▶ _Source material_
*** Block opens ***

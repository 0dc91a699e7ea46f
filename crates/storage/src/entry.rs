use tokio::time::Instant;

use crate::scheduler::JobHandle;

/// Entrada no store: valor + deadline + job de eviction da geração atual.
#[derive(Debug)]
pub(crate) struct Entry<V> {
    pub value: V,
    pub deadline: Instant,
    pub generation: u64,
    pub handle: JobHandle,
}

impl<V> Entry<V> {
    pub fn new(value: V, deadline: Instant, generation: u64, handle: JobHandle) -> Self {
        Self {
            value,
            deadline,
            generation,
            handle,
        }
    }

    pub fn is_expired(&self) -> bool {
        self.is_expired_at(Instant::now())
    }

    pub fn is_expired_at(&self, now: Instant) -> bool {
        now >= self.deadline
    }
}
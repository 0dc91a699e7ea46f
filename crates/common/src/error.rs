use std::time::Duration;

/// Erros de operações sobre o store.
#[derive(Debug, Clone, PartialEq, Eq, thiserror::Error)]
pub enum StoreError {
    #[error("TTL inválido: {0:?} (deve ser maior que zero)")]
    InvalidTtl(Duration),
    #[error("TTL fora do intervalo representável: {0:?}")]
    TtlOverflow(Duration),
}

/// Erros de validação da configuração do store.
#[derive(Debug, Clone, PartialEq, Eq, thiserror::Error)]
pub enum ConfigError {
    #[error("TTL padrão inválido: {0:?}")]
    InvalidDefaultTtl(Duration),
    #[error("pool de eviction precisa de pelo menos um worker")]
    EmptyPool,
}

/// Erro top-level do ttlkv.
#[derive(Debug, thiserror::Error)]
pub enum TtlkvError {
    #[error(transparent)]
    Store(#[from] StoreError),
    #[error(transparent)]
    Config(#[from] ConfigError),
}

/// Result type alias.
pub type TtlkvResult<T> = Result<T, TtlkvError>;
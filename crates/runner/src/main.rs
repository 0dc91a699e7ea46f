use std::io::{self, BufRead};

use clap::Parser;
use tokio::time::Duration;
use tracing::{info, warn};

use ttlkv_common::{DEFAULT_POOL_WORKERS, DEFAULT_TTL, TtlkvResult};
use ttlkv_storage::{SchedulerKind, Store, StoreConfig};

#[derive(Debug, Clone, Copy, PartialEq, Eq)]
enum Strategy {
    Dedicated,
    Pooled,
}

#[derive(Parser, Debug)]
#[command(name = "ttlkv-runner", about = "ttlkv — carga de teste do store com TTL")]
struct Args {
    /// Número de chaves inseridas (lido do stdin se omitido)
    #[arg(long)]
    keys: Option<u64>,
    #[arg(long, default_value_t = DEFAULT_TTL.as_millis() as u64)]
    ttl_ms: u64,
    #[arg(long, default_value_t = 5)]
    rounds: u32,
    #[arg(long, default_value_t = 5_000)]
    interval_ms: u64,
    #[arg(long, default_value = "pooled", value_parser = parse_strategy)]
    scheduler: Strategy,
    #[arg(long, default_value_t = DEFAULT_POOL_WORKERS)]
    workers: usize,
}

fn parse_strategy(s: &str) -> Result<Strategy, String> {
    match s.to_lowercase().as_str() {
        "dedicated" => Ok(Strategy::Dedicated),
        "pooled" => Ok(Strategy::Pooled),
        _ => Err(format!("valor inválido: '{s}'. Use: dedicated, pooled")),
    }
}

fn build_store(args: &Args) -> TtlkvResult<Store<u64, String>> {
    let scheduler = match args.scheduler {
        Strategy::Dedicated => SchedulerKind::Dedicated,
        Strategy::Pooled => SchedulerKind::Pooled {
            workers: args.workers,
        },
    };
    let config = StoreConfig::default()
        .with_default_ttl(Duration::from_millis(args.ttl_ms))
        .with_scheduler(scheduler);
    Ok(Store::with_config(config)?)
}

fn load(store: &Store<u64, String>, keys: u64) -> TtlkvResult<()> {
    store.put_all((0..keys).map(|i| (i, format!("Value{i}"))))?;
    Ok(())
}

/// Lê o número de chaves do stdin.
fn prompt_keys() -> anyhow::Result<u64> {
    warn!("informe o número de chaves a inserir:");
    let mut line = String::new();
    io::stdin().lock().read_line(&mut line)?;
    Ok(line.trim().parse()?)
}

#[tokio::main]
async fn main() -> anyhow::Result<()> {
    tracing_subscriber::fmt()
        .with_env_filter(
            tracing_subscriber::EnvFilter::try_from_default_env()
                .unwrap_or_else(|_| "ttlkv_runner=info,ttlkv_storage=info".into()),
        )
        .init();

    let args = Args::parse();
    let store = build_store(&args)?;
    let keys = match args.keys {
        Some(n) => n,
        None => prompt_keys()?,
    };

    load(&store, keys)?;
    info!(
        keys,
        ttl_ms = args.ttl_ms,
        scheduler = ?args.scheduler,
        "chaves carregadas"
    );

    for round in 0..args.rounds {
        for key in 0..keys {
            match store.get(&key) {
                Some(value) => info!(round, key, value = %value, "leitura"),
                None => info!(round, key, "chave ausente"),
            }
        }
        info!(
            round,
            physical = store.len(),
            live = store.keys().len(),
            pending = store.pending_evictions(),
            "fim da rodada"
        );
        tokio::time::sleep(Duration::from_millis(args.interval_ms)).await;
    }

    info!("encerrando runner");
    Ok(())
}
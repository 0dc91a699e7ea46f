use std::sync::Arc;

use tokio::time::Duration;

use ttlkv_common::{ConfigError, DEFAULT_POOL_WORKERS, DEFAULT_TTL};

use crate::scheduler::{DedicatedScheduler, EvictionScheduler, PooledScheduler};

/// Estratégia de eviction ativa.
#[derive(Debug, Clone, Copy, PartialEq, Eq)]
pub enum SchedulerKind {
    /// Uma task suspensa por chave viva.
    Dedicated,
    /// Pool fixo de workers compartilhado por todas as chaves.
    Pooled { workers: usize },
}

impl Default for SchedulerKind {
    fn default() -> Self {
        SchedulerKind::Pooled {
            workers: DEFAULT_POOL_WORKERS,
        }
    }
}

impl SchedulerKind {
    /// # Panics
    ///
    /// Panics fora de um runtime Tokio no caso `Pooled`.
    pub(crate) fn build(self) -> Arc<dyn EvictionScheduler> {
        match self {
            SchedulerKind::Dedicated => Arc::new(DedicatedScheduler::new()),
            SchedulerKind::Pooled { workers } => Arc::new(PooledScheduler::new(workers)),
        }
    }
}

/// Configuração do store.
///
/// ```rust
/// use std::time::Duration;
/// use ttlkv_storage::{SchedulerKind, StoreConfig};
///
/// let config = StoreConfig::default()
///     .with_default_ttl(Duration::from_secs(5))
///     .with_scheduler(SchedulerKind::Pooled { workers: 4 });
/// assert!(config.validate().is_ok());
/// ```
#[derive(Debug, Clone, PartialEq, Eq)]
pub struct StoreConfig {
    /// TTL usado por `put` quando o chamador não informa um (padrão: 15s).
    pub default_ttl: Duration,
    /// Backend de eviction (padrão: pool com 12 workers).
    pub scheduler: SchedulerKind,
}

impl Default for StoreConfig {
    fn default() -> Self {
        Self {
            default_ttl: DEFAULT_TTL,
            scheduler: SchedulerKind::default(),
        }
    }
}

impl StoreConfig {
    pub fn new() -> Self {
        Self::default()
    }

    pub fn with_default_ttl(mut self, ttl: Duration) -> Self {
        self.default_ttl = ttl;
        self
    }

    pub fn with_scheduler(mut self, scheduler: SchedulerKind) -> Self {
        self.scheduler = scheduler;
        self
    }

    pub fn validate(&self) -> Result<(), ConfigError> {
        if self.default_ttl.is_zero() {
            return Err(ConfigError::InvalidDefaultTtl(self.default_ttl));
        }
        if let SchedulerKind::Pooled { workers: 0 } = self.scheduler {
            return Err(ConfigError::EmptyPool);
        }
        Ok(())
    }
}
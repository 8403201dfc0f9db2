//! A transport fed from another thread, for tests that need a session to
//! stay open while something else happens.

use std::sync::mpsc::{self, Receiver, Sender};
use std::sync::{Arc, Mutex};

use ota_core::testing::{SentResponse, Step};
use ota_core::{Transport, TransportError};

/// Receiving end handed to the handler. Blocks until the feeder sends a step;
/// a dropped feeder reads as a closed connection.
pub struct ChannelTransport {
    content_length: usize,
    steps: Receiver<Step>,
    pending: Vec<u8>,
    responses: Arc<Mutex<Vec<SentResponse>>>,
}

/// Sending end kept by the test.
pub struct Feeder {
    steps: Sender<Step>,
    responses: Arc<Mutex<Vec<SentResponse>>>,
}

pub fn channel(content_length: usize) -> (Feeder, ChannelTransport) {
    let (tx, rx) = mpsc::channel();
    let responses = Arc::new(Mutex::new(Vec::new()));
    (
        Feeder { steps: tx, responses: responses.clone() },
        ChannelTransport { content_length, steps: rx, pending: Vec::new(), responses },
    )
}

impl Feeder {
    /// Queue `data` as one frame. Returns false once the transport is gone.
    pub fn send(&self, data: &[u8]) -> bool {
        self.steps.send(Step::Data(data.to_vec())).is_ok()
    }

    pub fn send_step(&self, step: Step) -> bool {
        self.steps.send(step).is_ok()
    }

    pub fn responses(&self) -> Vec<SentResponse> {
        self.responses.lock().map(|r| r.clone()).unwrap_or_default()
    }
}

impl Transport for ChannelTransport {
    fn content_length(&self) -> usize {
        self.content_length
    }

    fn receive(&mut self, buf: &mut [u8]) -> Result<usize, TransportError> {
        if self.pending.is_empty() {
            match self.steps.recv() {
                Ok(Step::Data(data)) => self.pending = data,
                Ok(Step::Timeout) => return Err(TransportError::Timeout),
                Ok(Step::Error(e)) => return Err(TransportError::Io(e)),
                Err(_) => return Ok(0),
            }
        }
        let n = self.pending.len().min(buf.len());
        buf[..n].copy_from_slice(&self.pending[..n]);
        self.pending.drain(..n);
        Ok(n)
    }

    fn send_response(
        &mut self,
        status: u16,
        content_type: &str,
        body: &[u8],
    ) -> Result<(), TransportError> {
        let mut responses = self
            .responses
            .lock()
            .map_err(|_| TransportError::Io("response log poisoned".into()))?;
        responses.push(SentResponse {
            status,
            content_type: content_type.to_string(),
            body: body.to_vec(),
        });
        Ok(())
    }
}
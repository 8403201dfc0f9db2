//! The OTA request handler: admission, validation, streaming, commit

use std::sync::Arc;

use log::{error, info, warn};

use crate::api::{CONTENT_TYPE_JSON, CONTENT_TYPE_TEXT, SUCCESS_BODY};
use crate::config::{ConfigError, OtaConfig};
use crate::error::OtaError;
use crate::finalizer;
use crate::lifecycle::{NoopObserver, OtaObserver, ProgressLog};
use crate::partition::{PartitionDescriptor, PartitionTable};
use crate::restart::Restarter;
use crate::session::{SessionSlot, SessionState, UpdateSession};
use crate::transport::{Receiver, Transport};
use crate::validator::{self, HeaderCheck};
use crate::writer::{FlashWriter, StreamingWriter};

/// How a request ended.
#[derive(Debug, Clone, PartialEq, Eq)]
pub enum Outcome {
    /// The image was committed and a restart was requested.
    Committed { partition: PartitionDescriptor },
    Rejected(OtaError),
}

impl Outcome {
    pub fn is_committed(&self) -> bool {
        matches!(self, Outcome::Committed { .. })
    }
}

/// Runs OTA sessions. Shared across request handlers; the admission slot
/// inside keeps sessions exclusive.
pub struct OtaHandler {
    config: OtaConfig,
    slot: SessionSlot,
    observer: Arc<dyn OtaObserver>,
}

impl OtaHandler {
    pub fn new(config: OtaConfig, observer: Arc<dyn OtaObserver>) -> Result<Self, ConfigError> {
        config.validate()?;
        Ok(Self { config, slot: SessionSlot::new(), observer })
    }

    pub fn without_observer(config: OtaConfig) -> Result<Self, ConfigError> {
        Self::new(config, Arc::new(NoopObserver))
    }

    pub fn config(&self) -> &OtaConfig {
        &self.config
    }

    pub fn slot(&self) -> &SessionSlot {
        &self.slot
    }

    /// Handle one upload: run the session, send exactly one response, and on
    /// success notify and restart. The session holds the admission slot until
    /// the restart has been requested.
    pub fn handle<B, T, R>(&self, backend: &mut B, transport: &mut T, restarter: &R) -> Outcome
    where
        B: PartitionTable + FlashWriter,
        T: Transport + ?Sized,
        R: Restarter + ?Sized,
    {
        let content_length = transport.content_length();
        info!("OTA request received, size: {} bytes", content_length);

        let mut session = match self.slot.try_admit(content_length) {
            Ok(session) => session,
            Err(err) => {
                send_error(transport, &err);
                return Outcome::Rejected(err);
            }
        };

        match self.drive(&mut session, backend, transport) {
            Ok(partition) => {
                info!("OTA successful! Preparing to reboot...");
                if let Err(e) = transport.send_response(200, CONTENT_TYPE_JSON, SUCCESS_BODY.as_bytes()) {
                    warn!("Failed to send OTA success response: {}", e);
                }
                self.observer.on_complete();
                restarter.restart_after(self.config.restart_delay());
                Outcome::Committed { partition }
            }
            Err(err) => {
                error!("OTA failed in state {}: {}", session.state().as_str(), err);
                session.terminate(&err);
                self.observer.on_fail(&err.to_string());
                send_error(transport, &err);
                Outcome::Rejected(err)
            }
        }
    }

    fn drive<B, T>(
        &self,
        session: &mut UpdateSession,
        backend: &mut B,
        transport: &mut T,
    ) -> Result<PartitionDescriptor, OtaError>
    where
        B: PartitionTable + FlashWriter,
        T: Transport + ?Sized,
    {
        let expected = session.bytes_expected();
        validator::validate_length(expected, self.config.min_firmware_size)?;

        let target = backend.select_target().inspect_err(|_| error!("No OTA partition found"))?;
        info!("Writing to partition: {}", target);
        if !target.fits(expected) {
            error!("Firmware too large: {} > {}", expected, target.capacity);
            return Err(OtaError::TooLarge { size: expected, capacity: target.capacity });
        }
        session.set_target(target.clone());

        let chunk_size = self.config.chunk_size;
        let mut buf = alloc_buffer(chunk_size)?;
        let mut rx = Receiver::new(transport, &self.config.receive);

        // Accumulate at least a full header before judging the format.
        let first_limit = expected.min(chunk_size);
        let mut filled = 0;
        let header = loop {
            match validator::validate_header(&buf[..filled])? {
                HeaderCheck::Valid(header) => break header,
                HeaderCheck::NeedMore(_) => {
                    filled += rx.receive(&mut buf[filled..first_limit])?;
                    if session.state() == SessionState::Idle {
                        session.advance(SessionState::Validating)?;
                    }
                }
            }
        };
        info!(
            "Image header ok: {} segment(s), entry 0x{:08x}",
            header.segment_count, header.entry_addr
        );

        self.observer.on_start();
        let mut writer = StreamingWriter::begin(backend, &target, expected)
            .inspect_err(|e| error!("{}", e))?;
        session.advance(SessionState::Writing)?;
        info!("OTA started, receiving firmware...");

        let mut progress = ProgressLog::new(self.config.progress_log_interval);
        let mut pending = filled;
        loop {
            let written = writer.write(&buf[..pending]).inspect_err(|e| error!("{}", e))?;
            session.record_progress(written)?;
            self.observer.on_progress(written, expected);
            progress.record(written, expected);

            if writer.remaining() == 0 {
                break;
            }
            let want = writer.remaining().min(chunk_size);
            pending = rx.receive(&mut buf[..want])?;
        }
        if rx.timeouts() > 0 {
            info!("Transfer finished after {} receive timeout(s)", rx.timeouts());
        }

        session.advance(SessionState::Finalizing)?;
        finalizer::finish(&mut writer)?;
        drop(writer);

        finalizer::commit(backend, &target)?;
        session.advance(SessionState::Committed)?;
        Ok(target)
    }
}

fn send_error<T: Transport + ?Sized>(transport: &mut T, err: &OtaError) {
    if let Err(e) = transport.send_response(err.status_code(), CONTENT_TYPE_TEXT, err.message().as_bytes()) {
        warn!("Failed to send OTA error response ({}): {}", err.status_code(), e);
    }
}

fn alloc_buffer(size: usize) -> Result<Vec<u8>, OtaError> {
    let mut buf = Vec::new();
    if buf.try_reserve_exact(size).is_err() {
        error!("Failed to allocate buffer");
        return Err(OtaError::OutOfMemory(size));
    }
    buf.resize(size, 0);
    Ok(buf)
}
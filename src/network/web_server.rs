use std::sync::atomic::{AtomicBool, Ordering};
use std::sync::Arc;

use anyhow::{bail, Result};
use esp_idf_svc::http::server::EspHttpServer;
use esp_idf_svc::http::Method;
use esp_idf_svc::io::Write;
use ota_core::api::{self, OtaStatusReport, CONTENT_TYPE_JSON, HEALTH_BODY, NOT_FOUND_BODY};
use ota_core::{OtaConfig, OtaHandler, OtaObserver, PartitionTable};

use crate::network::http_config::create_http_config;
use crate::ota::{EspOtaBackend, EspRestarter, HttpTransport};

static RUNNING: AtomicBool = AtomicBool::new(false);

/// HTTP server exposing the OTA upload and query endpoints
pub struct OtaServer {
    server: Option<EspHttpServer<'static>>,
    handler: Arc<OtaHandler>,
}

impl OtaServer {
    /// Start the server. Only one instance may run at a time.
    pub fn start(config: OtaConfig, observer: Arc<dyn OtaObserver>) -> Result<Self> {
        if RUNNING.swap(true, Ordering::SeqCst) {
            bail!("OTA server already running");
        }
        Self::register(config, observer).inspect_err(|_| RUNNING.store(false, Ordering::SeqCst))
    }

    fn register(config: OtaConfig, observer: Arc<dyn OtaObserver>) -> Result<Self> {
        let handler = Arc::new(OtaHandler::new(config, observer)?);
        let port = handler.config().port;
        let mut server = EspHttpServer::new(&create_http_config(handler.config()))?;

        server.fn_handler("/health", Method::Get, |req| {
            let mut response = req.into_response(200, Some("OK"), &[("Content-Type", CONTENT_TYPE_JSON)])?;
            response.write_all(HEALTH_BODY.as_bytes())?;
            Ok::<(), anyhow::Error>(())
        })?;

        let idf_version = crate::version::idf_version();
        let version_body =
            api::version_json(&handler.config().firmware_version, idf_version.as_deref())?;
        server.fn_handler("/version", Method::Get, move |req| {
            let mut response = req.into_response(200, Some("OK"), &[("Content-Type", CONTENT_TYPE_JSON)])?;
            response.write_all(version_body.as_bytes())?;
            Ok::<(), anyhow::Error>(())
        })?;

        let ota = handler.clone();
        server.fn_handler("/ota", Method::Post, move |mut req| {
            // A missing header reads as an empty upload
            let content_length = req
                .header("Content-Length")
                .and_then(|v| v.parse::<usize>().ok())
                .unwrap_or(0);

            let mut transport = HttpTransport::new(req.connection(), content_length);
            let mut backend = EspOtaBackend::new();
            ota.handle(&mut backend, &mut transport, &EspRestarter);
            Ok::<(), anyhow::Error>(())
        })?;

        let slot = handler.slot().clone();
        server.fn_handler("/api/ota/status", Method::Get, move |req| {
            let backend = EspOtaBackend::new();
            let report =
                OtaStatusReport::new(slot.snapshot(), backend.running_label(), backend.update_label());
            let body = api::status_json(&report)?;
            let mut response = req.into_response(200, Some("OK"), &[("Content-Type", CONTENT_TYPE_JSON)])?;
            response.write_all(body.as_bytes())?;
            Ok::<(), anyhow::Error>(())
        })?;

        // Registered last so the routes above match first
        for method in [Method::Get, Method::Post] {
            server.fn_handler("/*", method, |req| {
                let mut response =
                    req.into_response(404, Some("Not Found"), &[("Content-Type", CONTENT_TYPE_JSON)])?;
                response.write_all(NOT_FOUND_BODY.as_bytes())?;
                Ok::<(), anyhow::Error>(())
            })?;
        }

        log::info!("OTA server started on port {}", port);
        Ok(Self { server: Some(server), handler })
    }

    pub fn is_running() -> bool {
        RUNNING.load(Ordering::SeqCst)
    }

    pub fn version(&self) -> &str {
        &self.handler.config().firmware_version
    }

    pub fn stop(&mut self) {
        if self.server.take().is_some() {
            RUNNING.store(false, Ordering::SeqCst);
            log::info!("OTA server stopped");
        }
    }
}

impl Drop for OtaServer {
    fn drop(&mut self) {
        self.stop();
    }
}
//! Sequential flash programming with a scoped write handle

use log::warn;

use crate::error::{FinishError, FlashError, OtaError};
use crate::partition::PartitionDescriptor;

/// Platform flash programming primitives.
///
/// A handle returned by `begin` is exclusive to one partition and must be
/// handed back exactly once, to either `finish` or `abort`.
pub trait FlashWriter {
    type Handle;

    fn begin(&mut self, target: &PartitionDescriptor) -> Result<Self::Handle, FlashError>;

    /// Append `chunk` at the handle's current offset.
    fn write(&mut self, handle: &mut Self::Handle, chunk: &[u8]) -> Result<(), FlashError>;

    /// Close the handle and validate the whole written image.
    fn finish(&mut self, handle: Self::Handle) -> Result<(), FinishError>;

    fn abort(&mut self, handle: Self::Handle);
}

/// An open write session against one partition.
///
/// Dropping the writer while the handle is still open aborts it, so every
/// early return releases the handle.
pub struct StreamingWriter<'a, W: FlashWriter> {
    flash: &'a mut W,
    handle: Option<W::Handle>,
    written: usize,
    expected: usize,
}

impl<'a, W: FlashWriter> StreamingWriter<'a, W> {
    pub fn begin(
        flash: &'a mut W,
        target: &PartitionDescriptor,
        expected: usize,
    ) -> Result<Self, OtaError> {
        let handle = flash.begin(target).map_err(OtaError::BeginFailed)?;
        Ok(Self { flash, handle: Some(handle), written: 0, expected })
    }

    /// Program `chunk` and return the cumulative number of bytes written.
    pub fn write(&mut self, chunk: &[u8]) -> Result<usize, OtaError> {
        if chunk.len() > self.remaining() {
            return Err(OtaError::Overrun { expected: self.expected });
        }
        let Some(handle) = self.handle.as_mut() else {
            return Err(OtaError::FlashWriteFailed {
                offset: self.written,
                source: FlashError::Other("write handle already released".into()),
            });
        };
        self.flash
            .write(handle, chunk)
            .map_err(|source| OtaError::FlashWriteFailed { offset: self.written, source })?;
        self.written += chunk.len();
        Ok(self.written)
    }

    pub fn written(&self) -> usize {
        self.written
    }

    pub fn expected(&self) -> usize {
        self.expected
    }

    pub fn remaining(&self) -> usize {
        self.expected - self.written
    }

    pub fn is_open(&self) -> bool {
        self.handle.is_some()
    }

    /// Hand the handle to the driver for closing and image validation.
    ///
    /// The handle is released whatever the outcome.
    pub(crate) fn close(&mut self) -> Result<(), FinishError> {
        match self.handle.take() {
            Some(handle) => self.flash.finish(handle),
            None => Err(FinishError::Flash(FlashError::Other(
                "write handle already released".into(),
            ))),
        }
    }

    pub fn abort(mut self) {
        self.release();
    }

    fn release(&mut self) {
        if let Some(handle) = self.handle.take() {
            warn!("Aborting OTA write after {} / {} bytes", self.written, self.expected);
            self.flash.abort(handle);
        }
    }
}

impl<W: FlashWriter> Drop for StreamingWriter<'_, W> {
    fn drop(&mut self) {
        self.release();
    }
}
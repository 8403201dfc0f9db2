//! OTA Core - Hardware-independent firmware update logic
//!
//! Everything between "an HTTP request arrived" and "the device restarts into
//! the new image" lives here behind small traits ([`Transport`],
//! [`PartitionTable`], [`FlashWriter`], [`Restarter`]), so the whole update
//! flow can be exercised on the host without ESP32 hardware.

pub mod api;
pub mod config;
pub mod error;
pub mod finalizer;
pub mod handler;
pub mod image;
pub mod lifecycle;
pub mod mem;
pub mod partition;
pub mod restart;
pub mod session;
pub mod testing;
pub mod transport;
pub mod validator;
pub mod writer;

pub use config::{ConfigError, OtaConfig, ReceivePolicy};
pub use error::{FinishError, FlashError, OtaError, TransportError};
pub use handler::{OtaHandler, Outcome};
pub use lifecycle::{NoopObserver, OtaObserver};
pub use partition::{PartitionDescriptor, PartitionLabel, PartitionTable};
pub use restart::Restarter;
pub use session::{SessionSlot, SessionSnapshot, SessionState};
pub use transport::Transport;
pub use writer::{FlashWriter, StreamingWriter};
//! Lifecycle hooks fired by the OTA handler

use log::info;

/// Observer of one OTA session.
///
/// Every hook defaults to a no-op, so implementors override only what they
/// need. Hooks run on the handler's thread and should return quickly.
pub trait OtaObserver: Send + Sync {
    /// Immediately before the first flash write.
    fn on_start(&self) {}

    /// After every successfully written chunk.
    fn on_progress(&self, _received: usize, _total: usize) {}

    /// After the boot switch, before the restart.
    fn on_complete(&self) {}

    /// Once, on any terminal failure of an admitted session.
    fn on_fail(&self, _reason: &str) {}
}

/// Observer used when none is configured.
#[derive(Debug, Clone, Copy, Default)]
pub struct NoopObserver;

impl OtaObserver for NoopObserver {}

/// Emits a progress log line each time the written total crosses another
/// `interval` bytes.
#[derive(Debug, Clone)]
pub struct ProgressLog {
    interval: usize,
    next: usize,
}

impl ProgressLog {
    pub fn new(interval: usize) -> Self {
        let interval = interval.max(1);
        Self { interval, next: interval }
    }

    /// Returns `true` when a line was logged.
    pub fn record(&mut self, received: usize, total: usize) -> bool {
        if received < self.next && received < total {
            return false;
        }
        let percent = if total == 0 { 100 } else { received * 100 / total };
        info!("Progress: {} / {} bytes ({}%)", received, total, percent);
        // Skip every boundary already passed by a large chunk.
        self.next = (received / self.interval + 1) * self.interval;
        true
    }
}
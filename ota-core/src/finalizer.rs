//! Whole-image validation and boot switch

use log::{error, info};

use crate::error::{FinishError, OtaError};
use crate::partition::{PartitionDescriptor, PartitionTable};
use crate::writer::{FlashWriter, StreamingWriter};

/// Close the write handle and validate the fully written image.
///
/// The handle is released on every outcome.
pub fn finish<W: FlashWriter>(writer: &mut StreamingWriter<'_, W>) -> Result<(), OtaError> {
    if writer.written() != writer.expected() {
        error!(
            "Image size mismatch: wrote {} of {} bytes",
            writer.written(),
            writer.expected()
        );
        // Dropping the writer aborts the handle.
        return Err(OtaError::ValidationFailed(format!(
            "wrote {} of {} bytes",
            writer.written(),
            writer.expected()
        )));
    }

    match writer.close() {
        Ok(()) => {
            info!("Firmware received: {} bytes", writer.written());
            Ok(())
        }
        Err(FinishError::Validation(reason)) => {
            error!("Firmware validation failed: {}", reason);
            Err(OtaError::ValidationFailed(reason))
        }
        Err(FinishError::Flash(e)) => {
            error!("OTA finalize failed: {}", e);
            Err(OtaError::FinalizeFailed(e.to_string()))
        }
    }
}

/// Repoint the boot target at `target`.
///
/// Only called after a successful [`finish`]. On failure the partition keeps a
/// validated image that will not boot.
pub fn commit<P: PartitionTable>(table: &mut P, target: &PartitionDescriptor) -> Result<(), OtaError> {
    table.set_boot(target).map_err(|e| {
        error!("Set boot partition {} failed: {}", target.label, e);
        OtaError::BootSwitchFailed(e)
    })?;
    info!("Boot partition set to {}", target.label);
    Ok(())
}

*** Block closes ***

▶ _What you need to do_
The lines needed run from the first line of the data through the line containing "pub fn is_expired(&self)"; give them again exactly and nothing else.

▶ _Result of this task_
repository 0dc91a699e7ea46f
filename crates/storage/src/entry.rs
use tokio::time::Instant;

use crate::scheduler::JobHandle;

/// Entrada no store: valor + deadline + job de eviction da geração atual.
#[derive(Debug)]
pub(crate) struct Entry<V> {
    pub value: V,
    pub deadline: Instant,
    pub generation: u64,
    pub handle: JobHandle,
}

impl<V> Entry<V> {
    pub fn new(value: V, deadline: Instant, generation: u64, handle: JobHandle) -> Self {
        Self {
            value,
            deadline,
            generation,
            handle,
        }
    }

    pub fn is_expired(&self) -> bool {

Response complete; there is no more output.